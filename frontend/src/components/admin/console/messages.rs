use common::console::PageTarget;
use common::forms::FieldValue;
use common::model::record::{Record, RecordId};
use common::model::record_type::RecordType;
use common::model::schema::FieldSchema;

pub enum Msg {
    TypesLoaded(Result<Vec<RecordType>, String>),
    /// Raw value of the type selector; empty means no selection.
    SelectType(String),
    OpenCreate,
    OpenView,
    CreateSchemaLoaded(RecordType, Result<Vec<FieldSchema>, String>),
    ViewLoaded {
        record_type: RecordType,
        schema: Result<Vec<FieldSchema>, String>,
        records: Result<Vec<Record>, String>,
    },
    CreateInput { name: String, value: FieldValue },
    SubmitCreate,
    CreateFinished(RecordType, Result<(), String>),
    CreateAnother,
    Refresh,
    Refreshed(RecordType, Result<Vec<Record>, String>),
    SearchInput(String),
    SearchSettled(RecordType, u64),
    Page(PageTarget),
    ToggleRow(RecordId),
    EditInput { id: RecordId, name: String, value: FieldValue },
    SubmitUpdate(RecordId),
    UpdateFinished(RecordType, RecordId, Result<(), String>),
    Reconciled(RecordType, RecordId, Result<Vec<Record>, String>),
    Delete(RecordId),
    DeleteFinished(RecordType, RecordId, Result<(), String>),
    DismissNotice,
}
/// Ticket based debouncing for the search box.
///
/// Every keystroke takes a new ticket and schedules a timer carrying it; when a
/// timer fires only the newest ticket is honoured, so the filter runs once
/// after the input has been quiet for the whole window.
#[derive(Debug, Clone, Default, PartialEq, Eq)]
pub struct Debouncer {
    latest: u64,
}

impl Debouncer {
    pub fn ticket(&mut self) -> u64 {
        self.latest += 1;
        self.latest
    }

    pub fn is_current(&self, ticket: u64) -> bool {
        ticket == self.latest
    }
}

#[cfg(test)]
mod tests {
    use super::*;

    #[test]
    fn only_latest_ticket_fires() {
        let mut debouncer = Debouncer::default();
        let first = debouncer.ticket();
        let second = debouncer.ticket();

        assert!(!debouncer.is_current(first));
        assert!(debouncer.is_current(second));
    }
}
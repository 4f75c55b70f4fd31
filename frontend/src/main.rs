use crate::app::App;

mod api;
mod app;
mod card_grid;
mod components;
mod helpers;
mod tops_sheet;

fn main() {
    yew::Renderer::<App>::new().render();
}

══════════════════════════════

> Task to carry out
Output the entire listing above, character for character.

> Reply to the exercise
filename frontend/src/components/admin/console/messages.rs
use common::console::PageTarget;
use common::forms::FieldValue;
use common::model::record::{Record, RecordId};
use common::model::record_type::RecordType;
use common::model::schema::FieldSchema;

pub enum Msg {
    TypesLoaded(Result<Vec<RecordType>, String>),
    /// Raw value of the type selector; empty means no selection.
    SelectType(String),
    OpenCreate,
    OpenView,
    CreateSchemaLoaded(RecordType, Result<Vec<FieldSchema>, String>),
    ViewLoaded {
        record_type: RecordType,
        schema: Result<Vec<FieldSchema>, String>,
        records: Result<Vec<Record>, String>,
    },
    CreateInput { name: String, value: FieldValue },
    SubmitCreate,
    CreateFinished(RecordType, Result<(), String>),
    CreateAnother,
    Refresh,
    Refreshed(RecordType, Result<Vec<Record>, String>),
    SearchInput(String),
    SearchSettled(RecordType, u64),
    Page(PageTarget),
    ToggleRow(RecordId),
    EditInput { id: RecordId, name: String, value: FieldValue },
    SubmitUpdate(RecordId),
    UpdateFinished(RecordType, RecordId, Result<(), String>),
    Reconciled(RecordType, RecordId, Result<Vec<Record>, String>),
    Delete(RecordId),
    DeleteFinished(RecordType, RecordId, Result<(), String>),
    DismissNotice,
}
/// Ticket based debouncing for the search box.
///
/// Every keystroke takes a new ticket and schedules a timer carrying it; when a
/// timer fires only the newest ticket is honoured, so the filter runs once
/// after the input has been quiet for the whole window.
#[derive(Debug, Clone, Default, PartialEq, Eq)]
pub struct Debouncer {
    latest: u64,
}

impl Debouncer {
    pub fn ticket(&mut self) -> u64 {
        self.latest += 1;
        self.latest
    }

    pub fn is_current(&self, ticket: u64) -> bool {
        ticket == self.latest
    }
}

#[cfg(test)]
mod tests {
    use super::*;

    #[test]
    fn only_latest_ticket_fires() {
        let mut debouncer = Debouncer::default();
        let first = debouncer.ticket();
        let second = debouncer.ticket();

        assert!(!debouncer.is_current(first));
        assert!(debouncer.is_current(second));
    }
}
repository 4f75c55b70f4fd31
filename frontend/src/main.rs
use crate::app::App;

mod api;
mod app;
mod card_grid;
mod components;
mod helpers;
mod tops_sheet;

fn main() {
    yew::Renderer::<App>::new().render();
}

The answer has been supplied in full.